Resolution of MoS2 Nanosheets-Induced Pulmonary Inflammation Driven by Nanoscale Intracellular Transformation and Extracellular-Vesicle Shuttles.

Abstract Pulmonary exposure to some engineered nanomaterials can cause chronic lesions as a result of unresolved inflammation. Among 2D nanomaterials and graphene, MoS 2 has received tremendous attention in optoelectronics and nanomedicine. Here an integrated approach is proposed to follow up the transformation of MoS 2 nanosheets at the nanoscale and assesss their impact on lung inflammation status over 1 month after a single inhalation in mice. Analysis of immune cells, alveolar macrophages, extracellular vesicles, and cytokine profiling in bronchoalveolar lavage fluid (BALF) shows that MoS 2 nanosheets induced initiation of lung inflammation. However, the inflammation is rapidly resolved despite the persistence of various biotransformed molybdenum‐based nanostructures in the alveolar macrophages and the extracellular vesicles for up to 1 month.
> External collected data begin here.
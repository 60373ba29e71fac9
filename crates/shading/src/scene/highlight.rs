use glam::{Vec2, Vec4};
use sceneconfig::{HighlightTable, VariantKind};

use crate::palette::Palette;
use crate::sdf::rhombus_distance;
use crate::uniforms::FrameUniforms;

use super::rings::TwinRings;
use super::{finish, Evaluator};

#[derive(Debug, Clone, Copy, PartialEq)]
pub struct HighlightConfig {
    pub half_diagonals: Vec2,
    /// Angular rate of the `sin(time * rate)` frequency modulation.
    pub modulation_rate: f32,
    pub modulated_channel: usize,
}

impl From<&HighlightTable> for HighlightConfig {
    fn from(table: &HighlightTable) -> Self {
        Self {
            half_diagonals: Vec2::from_array(table.half_diagonals),
            modulation_rate: table.modulation_rate,
            modulated_channel: table.modulated_channel.index(),
        }
    }
}

impl Default for HighlightConfig {
    fn default() -> Self {
        Self::from(&HighlightTable::default())
    }
}

/// Twin rings plus a rhombus term added as `distance * color`.
///
/// The rhombus term is not masked or clamped: it darkens inside the shape,
/// brightens outside, and can leave `[0, 1]`.
#[derive(Debug, Clone)]
pub struct Highlight {
    rings: TwinRings,
    palette: Palette,
    config: HighlightConfig,
}

impl Highlight {
    pub fn new(rings: TwinRings, palette: Palette, config: HighlightConfig) -> Self {
        Self {
            rings,
            palette,
            config,
        }
    }
}

impl Default for Highlight {
    fn default() -> Self {
        Self::new(
            TwinRings::default(),
            Palette::HIGHLIGHT,
            HighlightConfig::default(),
        )
    }
}

impl Evaluator for Highlight {
    fn variant(&self) -> VariantKind {
        VariantKind::Highlight
    }

    fn evaluate(&self, frag_coord: Vec2, uniforms: &FrameUniforms) -> Vec4 {
        let uv = uniforms.normalize(frag_coord);
        let time = uniforms.time;

        let rings = self.rings.shade(uv, time);
        let distance = rhombus_distance(uv, self.config.half_diagonals);
        let palette = self.palette.with_scaled_frequency(
            self.config.modulated_channel,
            (time * self.config.modulation_rate).sin(),
        );

        finish(rings + palette.sample(distance) * distance, uniforms.fade)
    }
}
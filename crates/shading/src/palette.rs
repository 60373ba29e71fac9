use std::f32::consts::TAU;

use glam::Vec3;
use sceneconfig::PaletteTable;

use crate::math::cos3;

/// Cosine color cycle: `bias + amplitude * cos(2π * (frequency * t + phase))`.
#[derive(Debug, Clone, Copy, PartialEq)]
pub struct Palette {
    pub bias: Vec3,
    pub amplitude: Vec3,
    pub frequency: Vec3,
    pub phase: Vec3,
}

impl Palette {
    /// Blue/teal cycle of the twin-ring scenes.
    pub const TWIN_RINGS: Palette = Palette {
        bias: Vec3::new(0.072, 0.131, 0.531),
        amplitude: Vec3::new(0.009, 0.840, 0.177),
        frequency: Vec3::new(0.252, 0.541, 0.462),
        phase: Vec3::new(3.268, 2.475, 1.847),
    };

    /// Warm cycle blended into the highlight rhombus.
    pub const HIGHLIGHT: Palette = Palette {
        bias: Vec3::new(0.5, 0.5, 0.5),
        amplitude: Vec3::new(0.5, 0.5, 0.5),
        frequency: Vec3::new(1.0, 1.0, 0.5),
        phase: Vec3::new(0.8, 0.9, 0.3),
    };

    /// Rainbow cycle sampled along the tunnel radius.
    pub const TUNNEL: Palette = Palette {
        bias: Vec3::new(0.5, 0.5, 0.5),
        amplitude: Vec3::new(0.5, 0.5, 0.5),
        frequency: Vec3::new(1.0, 1.0, 1.0),
        phase: Vec3::new(0.263, 0.416, 0.557),
    };

    /// Builds a palette, rejecting non-finite coefficients.
    pub fn new(bias: Vec3, amplitude: Vec3, frequency: Vec3, phase: Vec3) -> Option<Self> {
        let palette = Self {
            bias,
            amplitude,
            frequency,
            phase,
        };
        palette.is_finite().then_some(palette)
    }

    pub fn from_table(table: &PaletteTable) -> Option<Self> {
        Self::new(
            Vec3::from_array(table.bias),
            Vec3::from_array(table.amplitude),
            Vec3::from_array(table.frequency),
            Vec3::from_array(table.phase),
        )
    }

    pub fn sample(&self, t: f32) -> Vec3 {
        self.bias + self.amplitude * cos3(TAU * (self.frequency * t + self.phase))
    }

    /// Copy of the palette with one channel's frequency multiplied by `factor`.
    pub fn with_scaled_frequency(&self, channel: usize, factor: f32) -> Self {
        let mut scaled = *self;
        if channel < 3 {
            scaled.frequency[channel] *= factor;
        }
        scaled
    }

    /// Componentwise lower and upper bound of every sample.
    pub fn bounds(&self) -> (Vec3, Vec3) {
        let reach = self.amplitude.abs();
        (self.bias - reach, self.bias + reach)
    }

    fn is_finite(&self) -> bool {
        self.bias.is_finite()
            && self.amplitude.is_finite()
            && self.frequency.is_finite()
            && self.phase.is_finite()
    }
}

#[cfg(test)]
mod tests {
    use super::*;
    use approx::assert_abs_diff_eq;

    #[test]
    fn sample_is_periodic_per_channel() {
        let palette = Palette::TWIN_RINGS;
        for channel in 0..3 {
            let period = 1.0 / palette.frequency[channel];
            for t in [0.0_f32, 0.37, 1.5, -2.25] {
                let a = palette.sample(t)[channel];
                let b = palette.sample(t + period)[channel];
                assert_abs_diff_eq!(a, b, epsilon = 1e-4);
            }
        }
    }

    #[test]
    fn sample_stays_within_bounds() {
        let (low, high) = Palette::TWIN_RINGS.bounds();
        for step in -200..200 {
            let color = Palette::TWIN_RINGS.sample(step as f32 * 0.037);
            for channel in 0..3 {
                assert!(color[channel] >= low[channel] - 1e-6);
                assert!(color[channel] <= high[channel] + 1e-6);
            }
        }
    }

    #[test]
    fn sample_at_zero_uses_phase_only() {
        let palette = Palette::TUNNEL;
        let color = palette.sample(0.0);
        let expected = 0.5 + 0.5 * (TAU * 0.263_f32).cos();
        assert_abs_diff_eq!(color.x, expected, epsilon = 1e-6);
    }

    #[test]
    fn scaled_frequency_touches_one_channel() {
        let scaled = Palette::HIGHLIGHT.with_scaled_frequency(1, 0.0);
        assert_eq!(scaled.frequency, Vec3::new(1.0, 0.0, 0.5));
        assert_eq!(scaled.bias, Palette::HIGHLIGHT.bias);
        let constant = scaled.sample(0.3).y;
        assert_abs_diff_eq!(constant, scaled.sample(17.0).y, epsilon = 1e-6);
    }

    #[test]
    fn rejects_non_finite_coefficients() {
        assert!(Palette::new(Vec3::ZERO, Vec3::ONE, Vec3::ONE, Vec3::ZERO).is_some());
        assert!(Palette::new(Vec3::ZERO, Vec3::splat(f32::NAN), Vec3::ONE, Vec3::ZERO).is_none());
        let table = PaletteTable {
            bias: [0.5; 3],
            amplitude: [0.5; 3],
            frequency: [f32::INFINITY, 1.0, 1.0],
            phase: [0.0; 3],
        };
        assert!(Palette::from_table(&table).is_none());
    }
}
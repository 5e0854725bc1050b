//! The stylesheet embedded in every exported page.

/// Asset pipeline utilities.
pub struct AssetPipeline;

impl AssetPipeline {
    /// The base stylesheet.
    pub fn stylesheet() -> String {
        BASE_CSS.to_string()
    }

    /// The stylesheet, minified when `minify` is set. A minifier failure
    /// keeps the original text.
    pub fn embedded_stylesheet(minify: bool) -> String {
        let css = Self::stylesheet();
        if !minify {
            return css;
        }
        match Self::minify_css(&css) {
            Ok(minified) => minified,
            Err(e) => {
                tracing::warn!("Keeping unminified stylesheet: {}", e);
                css
            }
        }
    }

    /// Minify CSS using lightningcss.
    pub fn minify_css(css: &str) -> Result<String, String> {
        use lightningcss::stylesheet::{ParserOptions, PrinterOptions, StyleSheet};

        let stylesheet = StyleSheet::parse(css, ParserOptions::default())
            .map_err(|e| format!("CSS parse error: {}", e))?;

        let minified = stylesheet
            .to_css(PrinterOptions {
                minify: true,
                ..Default::default()
            })
            .map_err(|e| format!("CSS minify error: {}", e))?;

        Ok(minified.code)
    }
}

// Section colours, padding and alignment are inline on each section; this
// sheet only carries layout shared by every page.
const BASE_CSS: &str = r#"body {
  font-family: Arial, sans-serif;
  line-height: 1.6;
  margin: 0;
  padding: 0;
  color: #333;
}

img {
  max-width: 100%;
  height: auto;
}

/* Banner */
.banner {
  padding: 2rem;
  box-sizing: border-box;
}

.banner-frame {
  position: relative;
  width: 100%;
  max-width: 1097px;
  aspect-ratio: 1097 / 520;
  margin: 0 auto;
  overflow: hidden;
}

.banner-image,
.banner-placeholder,
.banner-overlay {
  position: absolute;
  width: 100%;
  height: 100%;
}

.banner-image {
  object-fit: cover;
  object-position: center;
}

.banner-placeholder {
  background: linear-gradient(135deg, #667eea 0%, #764ba2 100%);
}

.banner-overlay {
  background-color: rgba(0, 0, 0, 0.3);
}

.banner-content {
  position: absolute;
  top: 0;
  left: 0;
  width: 100%;
  height: 100%;
  display: flex;
  align-items: center;
  justify-content: center;
  z-index: 2;
  padding: 0 2rem;
  box-sizing: border-box;
}

.banner-card {
  text-align: center;
  color: white;
  padding: 2rem;
  background-color: rgba(255, 255, 255, 0.15);
  backdrop-filter: blur(2px);
  border-radius: 12px;
  max-width: 40%;
}

.banner-card h1 {
  margin: 0;
  font-size: clamp(1.5rem, 4vw, 2.5rem);
  font-weight: 700;
  line-height: 1.2;
}

.banner-card p {
  font-size: clamp(0.9rem, 2vw, 1.25rem);
  margin: 1rem auto 0;
  max-width: 700px;
}

.banner-cta {
  margin-top: 2rem;
}

.banner-cta a {
  display: inline-block;
  padding: 0.75rem 1.5rem;
  background-color: #4caf50;
  color: white;
  text-decoration: none;
  border-radius: 30px;
  font-weight: bold;
  font-size: clamp(0.9rem, 2vw, 1rem);
  transition: transform 0.3s ease, box-shadow 0.3s ease;
}

.banner-cta a:hover {
  transform: scale(1.05);
  box-shadow: 0 5px 15px rgba(0, 0, 0, 0.2);
}

/* Sections */
section {
  margin: 20px 0;
}

.section-content {
  max-width: 1200px;
  margin: 0 auto;
  padding: 20px;
}

.section-content .justified {
  text-align: justify;
}

.services-grid {
  display: grid;
  grid-template-columns: repeat(auto-fill, minmax(250px, 1fr));
  gap: 20px;
  padding: 20px;
}

.service-card {
  border: 1px solid #ddd;
  padding: 15px;
  border-radius: 8px;
  text-align: center;
}

.service-icon img {
  width: 50px;
  height: 50px;
}

.image-gallery {
  display: grid;
  grid-template-columns: repeat(auto-fill, minmax(200px, 1fr));
  gap: 15px;
}

.gallery-item img {
  width: 100%;
  border-radius: 4px;
}
"#;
Using in situ liquid phase transmission electron microscopy experiments, the dynamics of MoS 2 nanosheets transformation triggered by reactive oxygen species could be evidenced. Three main transformation mechanisms are observed directly at the nanoscale level: 1) scrolling of the dispersed sheets leading to the formation of nanoscrolls and folded patches, 2) etching releasing soluble MoO 4 − , and 3) oxidation generating oxidized sheet fragments. Extracellular vesicles released in BALF are also identified as a potential shuttle of MoS 2 nanostructures and their degradation products and more importantly as mediators of inflammation resolution.